TRY IT: Find every line in the records below that holds the word "failed" and copy it.

···

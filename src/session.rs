//! Per-device session: one logical exchange (authenticate, send, await,
//! decode) at a time, with consecutive-failure counting and backoff.
//!
//! Exchanges are strictly sequential for one device; the `&mut self`
//! receivers enforce that at compile time. Sessions for different
//! peripherals share no state and may run concurrently.

use std::time::Duration;

use chrono::{DateTime, Utc};
use serde_json::Value;
use tracing::{debug, warn};

use crate::error::{
    DecodeError, ExchangeError, ExchangeErrorKind, ExchangePhase, Result, TransportError,
};
use crate::logger::MessageLogger;
use crate::transport::{
    COMMAND_UUID, GattPeripheral, INFO_UUID, PASSWORD_UUID, RESPONSE_UUID, read_with_retry,
};
use crate::types::{ChangeSet, Credentials, DeviceStateRecord, ZoneDiscovery};
use crate::{cipher, message, status, zones};

const DEFAULT_READ_ATTEMPTS: u8 = 10;
const DEFAULT_READ_DELAY: Duration = Duration::from_millis(500);

const BACKOFF_BASE_SECS: i64 = 120;
const BACKOFF_CAP_SECS: i64 = 900;
const UNAVAILABLE_AFTER_FAILURES: u32 = 3;

/// Mutable per-device availability tracking. Updated exactly once per
/// exchange: reset on success, bumped on failure.
#[derive(Debug, Clone, PartialEq, Eq)]
pub struct SessionState {
    pub consecutive_failures: u32,
    pub available: bool,
    pub backoff_until: Option<DateTime<Utc>>,
}

impl Default for SessionState {
    fn default() -> Self {
        Self {
            consecutive_failures: 0,
            available: true,
            backoff_until: None,
        }
    }
}

impl SessionState {
    fn record_success(&mut self) {
        self.consecutive_failures = 0;
        self.available = true;
        self.backoff_until = None;
    }

    fn record_failure(&mut self, now: DateTime<Utc>) {
        self.consecutive_failures += 1;
        self.available = self.consecutive_failures < UNAVAILABLE_AFTER_FAILURES;
        let secs = backoff_seconds(self.consecutive_failures);
        self.backoff_until = Some(now + chrono::Duration::seconds(secs));
    }
}

/// Backoff after the nth consecutive failure: 120s, 240s, 480s, capped at
/// 900s from the fourth failure on.
pub fn backoff_seconds(failures: u32) -> i64 {
    let exponent = failures.saturating_sub(1).min(3);
    (BACKOFF_BASE_SECS << exponent).min(BACKOFF_CAP_SECS)
}

pub struct SessionBuilder<L: GattPeripheral> {
    link: L,
    credentials: Credentials,
    max_read_attempts: u8,
    read_delay: Duration,
    authenticate_each_exchange: bool,
    log_path: Option<String>,
}

impl<L: GattPeripheral> SessionBuilder<L> {
    pub fn new(link: L, credentials: Credentials) -> Self {
        Self {
            link,
            credentials,
            max_read_attempts: DEFAULT_READ_ATTEMPTS,
            read_delay: DEFAULT_READ_DELAY,
            authenticate_each_exchange: true,
            log_path: None,
        }
    }

    pub fn max_read_attempts(mut self, attempts: u8) -> Self {
        self.max_read_attempts = attempts;
        self
    }

    pub fn read_retry_delay(mut self, delay: Duration) -> Self {
        self.read_delay = delay;
        self
    }

    /// Whether to rewrite the password characteristic on every exchange.
    /// On by default; firmware behaviour across reconnects is not
    /// documented, and a redundant write is harmless.
    pub fn authenticate_each_exchange(mut self, enabled: bool) -> Self {
        self.authenticate_each_exchange = enabled;
        self
    }

    pub fn message_log(mut self, path: impl Into<String>) -> Self {
        self.log_path = Some(path.into());
        self
    }

    pub fn build(self) -> Session<L> {
        let logger = self
            .log_path
            .map(|path| MessageLogger::new(&path).expect("failed to open log file"));

        Session {
            link: self.link,
            credentials: self.credentials,
            max_read_attempts: self.max_read_attempts,
            read_delay: self.read_delay,
            authenticate_each_exchange: self.authenticate_each_exchange,
            state: SessionState::default(),
            logger,
        }
    }
}

/// Open a session over an already-connected peripheral with default tuning.
pub fn open_session<L: GattPeripheral>(link: L, credentials: Credentials) -> Session<L> {
    SessionBuilder::new(link, credentials).build()
}

pub struct Session<L: GattPeripheral> {
    link: L,
    credentials: Credentials,
    max_read_attempts: u8,
    read_delay: Duration,
    authenticate_each_exchange: bool,
    state: SessionState,
    logger: Option<MessageLogger>,
}

impl<L: GattPeripheral> Session<L> {
    pub fn builder(link: L, credentials: Credentials) -> SessionBuilder<L> {
        SessionBuilder::new(link, credentials)
    }

    /// Query the device status for one zone.
    pub async fn get_status(
        &mut self,
        zone: u8,
        now: DateTime<Utc>,
    ) -> Result<DeviceStateRecord> {
        let envelope = message::get_status(zone, &self.credentials, now);
        self.exchange("get_status", zone, envelope, now).await
    }

    /// Apply a set of field changes to one zone. Rejected before anything
    /// touches the radio if the change set is empty; that rejection does
    /// not count as a device failure.
    pub async fn change(
        &mut self,
        zone: u8,
        changes: &ChangeSet,
        now: DateTime<Utc>,
    ) -> Result<DeviceStateRecord> {
        let envelope = message::change(zone, changes).map_err(|_| {
            warn!(zone, "rejecting change request with no recognized changes");
            ExchangeError {
                phase: ExchangePhase::Sending,
                kind: ExchangeErrorKind::EmptyChange,
                attempts: 0,
            }
        })?;
        self.exchange("change", zone, envelope, now).await
    }

    /// Push the controller's location to the device.
    pub async fn set_location(
        &mut self,
        zone: u8,
        latitude: f64,
        longitude: f64,
        now: DateTime<Utc>,
    ) -> Result<DeviceStateRecord> {
        let envelope = message::set_location(zone, latitude, longitude, now);
        self.exchange("set_location", zone, envelope, now).await
    }

    /// Probe zone 0 and derive the available zone set from the response.
    /// Non-fatal: any failure falls back to the single default zone (the
    /// failed probe still counts against availability like any exchange).
    pub async fn discover_zones(&mut self, now: DateTime<Utc>) -> ZoneDiscovery {
        match self.get_status(0, now).await {
            Ok(record) => zones::discover(&record),
            Err(e) => {
                warn!(error = %e, "zone discovery probe failed, falling back to zone 0");
                ZoneDiscovery::Fallback(vec![0])
            }
        }
    }

    /// Opportunistic read of the informational characteristic. Failures are
    /// logged and swallowed; nothing in the protocol depends on it.
    pub async fn read_device_info(&mut self) -> Option<Vec<u8>> {
        match self.link.read_characteristic(INFO_UUID).await {
            Ok(payload) if !payload.is_empty() => Some(payload),
            Ok(_) => None,
            Err(e) => {
                debug!(error = %e, "informational characteristic read failed");
                None
            }
        }
    }

    /// True while the device is inside its backoff window; callers should
    /// skip polling instead of attempting a doomed exchange.
    pub fn is_backing_off(&self, now: DateTime<Utc>) -> bool {
        matches!(self.state.backoff_until, Some(until) if now < until)
    }

    pub fn availability(&self) -> bool {
        self.state.available
    }

    pub fn state(&self) -> &SessionState {
        &self.state
    }

    async fn exchange(
        &mut self,
        action: &str,
        zone: u8,
        envelope: Value,
        now: DateTime<Utc>,
    ) -> Result<DeviceStateRecord> {
        if self.is_backing_off(now) {
            // the exchange still runs; gating on is_backing_off is the
            // caller's contract, not enforced here
            debug!(action, zone, "exchange requested inside backoff window");
        } else if let Some(until) = self.state.backoff_until
            && now >= until
        {
            self.state.backoff_until = None;
        }

        if let Some(ref mut logger) = self.logger {
            logger.log_command(action, zone, &envelope);
        }

        match self.run_exchange(zone, &envelope).await {
            Ok(record) => {
                self.state.record_success();
                debug!(action, zone, "exchange succeeded");
                Ok(record)
            }
            Err(err) => {
                self.state.record_failure(now);
                if let Some(ref mut logger) = self.logger {
                    logger.log_failure(action, zone, &err.phase.to_string(), &err.to_string(), err.attempts);
                }
                warn!(
                    action,
                    zone,
                    consecutive_failures = self.state.consecutive_failures,
                    available = self.state.available,
                    error = %err,
                    "exchange failed"
                );
                Err(err)
            }
        }
    }

    async fn run_exchange(&mut self, zone: u8, envelope: &Value) -> Result<DeviceStateRecord> {
        if self.authenticate_each_exchange
            && let Some(password) = self.credentials.password.clone()
        {
            self.link
                .write_characteristic(PASSWORD_UUID, password.as_bytes())
                .await
                .map_err(|e| fail(ExchangePhase::Authenticating, e, 0))?;
        }

        let plaintext = serde_json::to_vec(envelope).map_err(|e| ExchangeError {
            phase: ExchangePhase::Sending,
            kind: ExchangeErrorKind::Decode(DecodeError::Malformed(e.to_string())),
            attempts: 0,
        })?;
        let sealed = cipher::encrypt(&plaintext, &self.credentials);
        self.link
            .write_characteristic(COMMAND_UUID, &sealed)
            .await
            .map_err(|e| fail(ExchangePhase::Sending, e, 0))?;

        let payload = read_with_retry(
            &self.link,
            RESPONSE_UUID,
            self.max_read_attempts,
            self.read_delay,
        )
        .await
        .map_err(|e| {
            let attempts = match &e {
                TransportError::NoResponse { attempts } => *attempts,
                _ => 0,
            };
            fail(ExchangePhase::AwaitingResponse, e, attempts)
        })?;

        let plaintext = cipher::decrypt(&payload, &self.credentials).map_err(|e| ExchangeError {
            phase: ExchangePhase::Decoding,
            kind: ExchangeErrorKind::Decode(e),
            attempts: 0,
        })?;

        if let Some(ref mut logger) = self.logger {
            logger.log_response(zone, &plaintext);
        }

        status::decode(&plaintext, zone).map_err(|e| ExchangeError {
            phase: ExchangePhase::Decoding,
            kind: ExchangeErrorKind::Decode(e),
            attempts: 0,
        })
    }
}

fn fail(phase: ExchangePhase, error: TransportError, attempts: u8) -> ExchangeError {
    ExchangeError {
        phase,
        kind: ExchangeErrorKind::Transport(error),
        attempts,
    }
}

#[cfg(test)]
mod tests {
    use super::*;
    use chrono::TimeZone;

    fn at(secs: i64) -> DateTime<Utc> {
        Utc.timestamp_opt(1_700_000_000 + secs, 0).unwrap()
    }

    #[test]
    fn backoff_schedule_doubles_then_caps() {
        assert_eq!(backoff_seconds(1), 120);
        assert_eq!(backoff_seconds(2), 240);
        assert_eq!(backoff_seconds(3), 480);
        assert_eq!(backoff_seconds(4), 900);
        assert_eq!(backoff_seconds(50), 900);
    }

    #[test]
    fn availability_flips_at_third_failure() {
        let mut state = SessionState::default();
        state.record_failure(at(0));
        assert!(state.available);
        state.record_failure(at(0));
        assert!(state.available);
        state.record_failure(at(0));
        assert!(!state.available);
        assert_eq!(state.consecutive_failures, 3);
    }

    #[test]
    fn success_resets_state() {
        let mut state = SessionState::default();
        for _ in 0..4 {
            state.record_failure(at(0));
        }
        assert!(!state.available);

        state.record_success();
        assert!(state.available);
        assert_eq!(state.consecutive_failures, 0);
        assert_eq!(state.backoff_until, None);
    }

    #[test]
    fn backoff_until_tracks_schedule() {
        let mut state = SessionState::default();
        state.record_failure(at(0));
        assert_eq!(state.backoff_until, Some(at(120)));
        state.record_failure(at(120));
        assert_eq!(state.backoff_until, Some(at(120 + 240)));
    }
}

···

EXERCISE RESPONSE:
            .map(|path| MessageLogger::new(&path).expect("failed to open log file"));
    /// failed probe still counts against availability like any exchange).
                warn!(error = %e, "zone discovery probe failed, falling back to zone 0");
                debug!(error = %e, "informational characteristic read failed");
                    "exchange failed"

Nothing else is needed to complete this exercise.